_PROBLEM REQUIREMENTS_. Check every line of the entries that follow, and copy the ones containing "BracketOpen".

RECORDS section start

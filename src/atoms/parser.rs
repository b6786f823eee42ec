//! Parser for the body of an `atom` tag
//!
//! ```text
//! {% atom <alias>:<dotted.path>(<arg>, ..., <name>=<expr>, ...) %}
//! ```

use std::collections::HashSet;

use crate::error::{format_token, SyntaxError};
use crate::syntax::ast::{Expr, Keyword, Span, Spanned};
use crate::syntax::expr::keyword_constant;
use crate::syntax::lexer::{Token, TokenStream};
use crate::value::Value;

/// `alias:path` part of an atom tag
#[derive(Debug, Clone, PartialEq)]
pub struct AtomReference {
    pub alias: String,
    /// In-module path, concatenated verbatim from the tokens before `(`
    pub path: String,
    /// From the alias to the end of the path
    pub span: Span,
}

impl AtomReference {
    /// Fully-qualified path once the alias is bound to `module`
    pub fn qualify(&self, module: &str) -> String {
        format!("{}.{}", module, self.path)
    }
}

/// A parsed atom tag
#[derive(Debug, Clone, PartialEq)]
pub struct AtomInvocation {
    pub reference: AtomReference,
    pub args: Vec<Spanned<Expr>>,
    pub kwargs: Vec<Keyword>,
    /// From the alias to the closing parenthesis
    pub span: Span,
}

/// Parse an atom invocation; `stream` must be positioned after the `atom` keyword
pub fn parse_atom_tag(stream: &mut TokenStream<'_>) -> Result<AtomInvocation, SyntaxError> {
    let (alias, alias_span) = stream.expect_ident()?;
    stream.expect(&Token::Colon)?;

    let mut path = String::new();
    let mut path_end = stream.current_span().start;
    while !stream.at_eof() && !stream.is(&Token::ParenOpen) {
        path.push_str(stream.current_slice());
        path_end = stream.current_span().end;
        stream.advance();
    }
    if path.is_empty() {
        return Err(stream
            .error("missing atom path")
            .with_expected(vec!["atom path".to_string()]));
    }
    let reference = AtomReference {
        alias,
        path,
        span: alias_span.start..path_end,
    };

    stream.expect(&Token::ParenOpen)?;
    let (args, kwargs) = parse_arguments(stream)?;
    let close = stream.expect(&Token::ParenClose)?;

    Ok(AtomInvocation {
        span: reference.span.start..close.end,
        reference,
        args,
        kwargs,
    })
}

/// Argument list up to, not including, the closing parenthesis
fn parse_arguments(
    stream: &mut TokenStream<'_>,
) -> Result<(Vec<Spanned<Expr>>, Vec<Keyword>), SyntaxError> {
    let mut args = Vec::new();
    let mut kwargs: Vec<Keyword> = Vec::new();
    let mut seen = HashSet::new();

    if stream.is(&Token::ParenClose) {
        return Ok((args, kwargs));
    }

    loop {
        let start = stream.current_span();
        match stream.current() {
            Some(Token::Ident(name)) if stream.peek() == Some(&Token::Assign) => {
                let name = name.clone();
                if !seen.insert(name.clone()) {
                    return Err(stream.error(format!("keyword argument repeated: '{}'", name)));
                }
                stream.advance();
                stream.advance();
                let value = stream.parse_expression()?;
                kwargs.push(Keyword { name, value });
            }
            Some(tok) if is_positional_start(tok) => {
                if !kwargs.is_empty() {
                    return Err(stream.error("positional argument follows keyword argument"));
                }
                args.push(parse_positional(stream)?);
            }
            _ => {
                return Err(stream.unexpected().with_expected(
                    [
                        Token::Ident("name".to_string()),
                        Token::Integer(0),
                        Token::String(String::new()),
                        Token::BracketOpen,
                        Token::BraceOpen,
                        Token::Minus,
                    ]
                    .iter()
                    .map(expected_kind)
                    .collect(),
                ));
            }
        }

        if !stream.skip_if(&Token::Comma) {
            return Ok((args, kwargs));
        }
        // a comma must be followed by another argument
        if stream.is(&Token::ParenClose) {
            return Err(SyntaxError::new(
                "unexpected ')' after ','",
                stream.current_span(),
                stream.line_of(start.start),
            ));
        }
    }
}

fn is_positional_start(tok: &Token) -> bool {
    matches!(
        tok,
        Token::Ident(_)
            | Token::Integer(_)
            | Token::Float(_)
            | Token::String(_)
            | Token::BracketOpen
            | Token::BraceOpen
            | Token::Minus
    )
}

/// Literals become constants, names become references, compound literals
/// go through the expression grammar
fn parse_positional(stream: &mut TokenStream<'_>) -> Result<Spanned<Expr>, SyntaxError> {
    let span = stream.current_span();
    let node = match stream.current() {
        Some(Token::Integer(n)) => Expr::Const(Value::Int(*n)),
        Some(Token::Float(x)) => Expr::Const(Value::Float(*x)),
        Some(Token::String(s)) => Expr::Const(Value::String(s.clone())),
        Some(Token::Ident(name)) => match keyword_constant(name) {
            Some(value) => Expr::Const(value),
            None => Expr::Name(name.clone()),
        },
        _ => return stream.parse_expression(),
    };
    stream.advance();
    Ok(Spanned::new(node, span))
}

fn expected_kind(tok: &Token) -> String {
    match tok {
        Token::Ident(_) => "identifier".to_string(),
        Token::Integer(_) => "integer".to_string(),
        Token::String(_) => "string".to_string(),
        other => format_token(other),
    }
}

RECORDS section end

_EXERCISE SOLUTION_.
                        Token::BracketOpen,
            | Token::BracketOpen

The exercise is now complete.